The effects of a self-supervised home exercise program and a physiotherapist-supervised exercise program on motor symptoms in Parkinson's disease (PD) patients were compared in a prospective single-blinded clinical trial. Nineteen subjects (6 women, 13 men; mean age, 65 +/- 8 years) with Hoehn and Yahr Stages 2 to 3 were recruited. Subjects were self-selected into an 8-week exercise program that was self-supervised (HOME group) or physiotherapist-supervised (PT group). The primary outcome measurement was the Unified Parkinson's Disease Rating Scale (UPDRS) Motor subsection score (UPDRSm).

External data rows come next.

//! Maps mutation events to purge targets.
//!
//! Resolution is pure: the same event always yields the same target, so a
//! failed dispatch can be retried by re-resolving.

use std::collections::BTreeSet;

use url::Url;

use crate::domain::error::{ResolutionError, SkipReason};
use crate::domain::events::{EntitySaved, MutationEvent, TermChanged};
use crate::domain::purge::PurgeTarget;

use super::config::PurgeConfig;

const PATH_BASE: &str = "http://purger.invalid";

#[derive(Debug, Clone)]
pub struct UrlResolver {
    watched_taxonomies: BTreeSet<String>,
}

impl UrlResolver {
    pub fn new(config: &PurgeConfig) -> Self {
        Self {
            watched_taxonomies: config.watched_taxonomies.clone(),
        }
    }

    pub fn resolve(&self, event: &MutationEvent) -> Result<PurgeTarget, ResolutionError> {
        match event {
            MutationEvent::PurgeAll => Ok(PurgeTarget::all()),
            MutationEvent::EntitySaved(saved) => self.resolve_entity(saved),
            MutationEvent::TermChanged(changed) => self.resolve_term(changed),
        }
    }

    fn resolve_entity(&self, saved: &EntitySaved) -> Result<PurgeTarget, ResolutionError> {
        if saved.transient {
            return Err(ResolutionError::Skipped(SkipReason::Transient));
        }
        if !saved.status.is_purgeable() {
            return Err(ResolutionError::Skipped(SkipReason::Status(
                saved.status.clone(),
            )));
        }

        let raw = saved.canonical_path.as_deref().ok_or_else(|| {
            ResolutionError::missing_path(format!(
                "no permalink for {} {}",
                saved.entity_type, saved.entity_id
            ))
        })?;
        canonical_path(raw).map(PurgeTarget::one)
    }

    fn resolve_term(&self, changed: &TermChanged) -> Result<PurgeTarget, ResolutionError> {
        if !self.watched_taxonomies.contains(&changed.taxonomy) {
            return Err(ResolutionError::Skipped(SkipReason::UnwatchedTaxonomy(
                changed.taxonomy.clone(),
            )));
        }

        let raw = changed.canonical_path.as_deref().ok_or_else(|| {
            ResolutionError::missing_path(format!(
                "no term link for {} {}",
                changed.taxonomy, changed.term_id
            ))
        })?;
        canonical_path(raw).map(PurgeTarget::one)
    }
}

/// Extract the path component of a permalink, dropping query and fragment.
///
/// Accepts absolute URLs and absolute paths. A URL without a path is an
/// error rather than `/`, so a broken permalink never widens into a
/// front-page purge.
pub fn canonical_path(raw: &str) -> Result<String, ResolutionError> {
    let raw = raw.trim();
    if raw.is_empty() {
        return Err(ResolutionError::missing_path("permalink is empty"));
    }

    if raw.starts_with('/') && !raw.starts_with("//") {
        let base = Url::parse(PATH_BASE)
            .map_err(|err| ResolutionError::missing_path(err.to_string()))?;
        let joined = base
            .join(raw)
            .map_err(|err| ResolutionError::missing_path(format!("`{raw}`: {err}")))?;
        return Ok(joined.path().to_string());
    }

    let parsed = Url::parse(raw)
        .map_err(|err| ResolutionError::missing_path(format!("`{raw}`: {err}")))?;
    if parsed.cannot_be_a_base() || parsed.host_str().is_none() {
        return Err(ResolutionError::missing_path(format!(
            "`{raw}` is not a hierarchical url"
        )));
    }
    if !has_explicit_path(raw) {
        return Err(ResolutionError::missing_path(format!(
            "`{raw}` has no path component"
        )));
    }

    Ok(parsed.path().to_string())
}

fn has_explicit_path(raw: &str) -> bool {
    let rest = raw.split_once("://").map_or(raw, |(_, rest)| rest);
    rest.find(['/', '?', '#'])
        .is_some_and(|idx| rest[idx..].starts_with('/'))
}

#[cfg(test)]
mod tests {
    use super::*;
    use crate::domain::events::{EntityStatus, TermAction};
    use crate::domain::purge::PurgeScope;

    fn resolver() -> UrlResolver {
        UrlResolver::new(&PurgeConfig::default())
    }

    fn saved(status: &str, path: Option<&str>) -> MutationEvent {
        MutationEvent::EntitySaved(EntitySaved {
            entity_id: 42,
            entity_type: "post".to_string(),
            status: EntityStatus::parse(status),
            canonical_path: path.map(str::to_string),
            transient: false,
        })
    }

    fn term(taxonomy: &str, path: Option<&str>) -> MutationEvent {
        MutationEvent::TermChanged(TermChanged {
            term_id: 7,
            taxonomy: taxonomy.to_string(),
            action: TermAction::Edit,
            canonical_path: path.map(str::to_string),
        })
    }

    #[test]
    fn purge_all_targets_wildcard() {
        let target = resolver()
            .resolve(&MutationEvent::PurgeAll)
            .expect("purge all resolves");
        assert_eq!(target.scope(), PurgeScope::All);
        assert_eq!(target.path(), None);
    }

    #[test]
    fn published_entity_resolves_to_its_path() {
        let target = resolver()
            .resolve(&saved("publish", Some("/blog/hello")))
            .expect("published post resolves");
        assert_eq!(target, PurgeTarget::one("/blog/hello"));
    }

    #[test]
    fn scheduled_entity_is_purged() {
        let target = resolver()
            .resolve(&saved("future", Some("https://example.com/launch/")))
            .expect("scheduled post resolves");
        assert_eq!(target.path(), Some("/launch/"));
    }

    #[test]
    fn unpublished_statuses_are_skipped() {
        for status in ["draft", "pending", "private", "trash", "inherit"] {
            let err = resolver()
                .resolve(&saved(status, Some("/blog/hello")))
                .expect_err("should skip");
            assert!(
                matches!(err, ResolutionError::Skipped(SkipReason::Status(_))),
                "{status}: {err:?}"
            );
        }
    }

    #[test]
    fn transient_saves_are_skipped_before_status() {
        let event = MutationEvent::EntitySaved(EntitySaved {
            entity_id: 42,
            entity_type: "post".to_string(),
            status: EntityStatus::Published,
            canonical_path: Some("/blog/hello".to_string()),
            transient: true,
        });
        assert_eq!(
            resolver().resolve(&event),
            Err(ResolutionError::Skipped(SkipReason::Transient))
        );
    }

    #[test]
    fn missing_permalink_is_an_error() {
        let err = resolver()
            .resolve(&saved("publish", None))
            .expect_err("no permalink");
        assert!(matches!(err, ResolutionError::MissingPath { .. }));
    }

    #[test]
    fn unwatched_taxonomy_is_skipped() {
        let err = resolver()
            .resolve(&term("post_tag", Some("/tag/rust/")))
            .expect_err("unwatched");
        assert_eq!(
            err,
            ResolutionError::Skipped(SkipReason::UnwatchedTaxonomy("post_tag".to_string()))
        );
    }

    #[test]
    fn watched_taxonomy_resolves_term_link() {
        let target = resolver()
            .resolve(&term(
                "product_cat",
                Some("https://shop.example.com/product-category/shoes/?orderby=price#top"),
            ))
            .expect("watched term resolves");
        assert_eq!(target.path(), Some("/product-category/shoes/"));
    }

    #[test]
    fn custom_watch_list_replaces_default() {
        let config = PurgeConfig {
            watched_taxonomies: ["category".to_string()].into(),
            ..Default::default()
        };
        let resolver = UrlResolver::new(&config);
        assert!(resolver.resolve(&term("category", Some("/c/news/"))).is_ok());
        assert!(resolver.resolve(&term("product_cat", Some("/c/x/"))).is_err());
    }

    #[test]
    fn canonical_path_strips_query_and_fragment() {
        assert_eq!(
            canonical_path("/blog/hello?preview=true#comments").as_deref(),
            Ok("/blog/hello")
        );
        assert_eq!(
            canonical_path("https://example.com/blog/hello/?p=1").as_deref(),
            Ok("/blog/hello/")
        );
    }

    #[test]
    fn canonical_path_never_falls_back_to_root() {
        for raw in [
            "https://example.com",
            "https://example.com?p=42",
            "https://example.com#top",
            "",
            "   ",
            "not a url",
            "mailto:editor@example.com",
            "//example.com/blog",
        ] {
            assert!(
                matches!(canonical_path(raw), Err(ResolutionError::MissingPath { .. })),
                "{raw:?} should not resolve"
            );
        }
    }

    #[test]
    fn explicit_front_page_is_allowed() {
        assert_eq!(canonical_path("https://example.com/").as_deref(), Ok("/"));
        assert_eq!(canonical_path("/").as_deref(), Ok("/"));
    }

    #[test]
    fn resolution_is_deterministic() {
        let event = saved("publish", Some("https://example.com/a/b/"));
        let resolver = resolver();
        assert_eq!(resolver.resolve(&event), resolver.resolve(&event));
    }
}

The secondary outcome measurements were the Berg Balance Scale, Timed Up and Go Test, UPDRS Total score, and the Activities-specific Balance Confidence Scale. All outcomes were assessed at baseline and at 8 and 16 weeks after the start of the study. The investigators were blinded to the subject treatment group. Bonferroni-corrected paired Student's t test was used to evaluate the change in the UPDRSm from baseline to 8 weeks. Ninety-five percent confidence intervals (CI) were calculated for the change in the secondary outcome measurements from baseline to 8 weeks. There was statistically significant and equal decrease in the UPDRSm from baseline to 8 weeks in both treatment groups. There was no difference in the 95% CI in the change of the secondary outcome measurements. A self-supervised exercise program was found to have similar effectiveness as a physiotherapist-supervised exercise program in improving motor symptoms in PD patients. This finding is important in the counseling of PD patients regarding adjunctive treatment of motor symptoms of PD with exercise.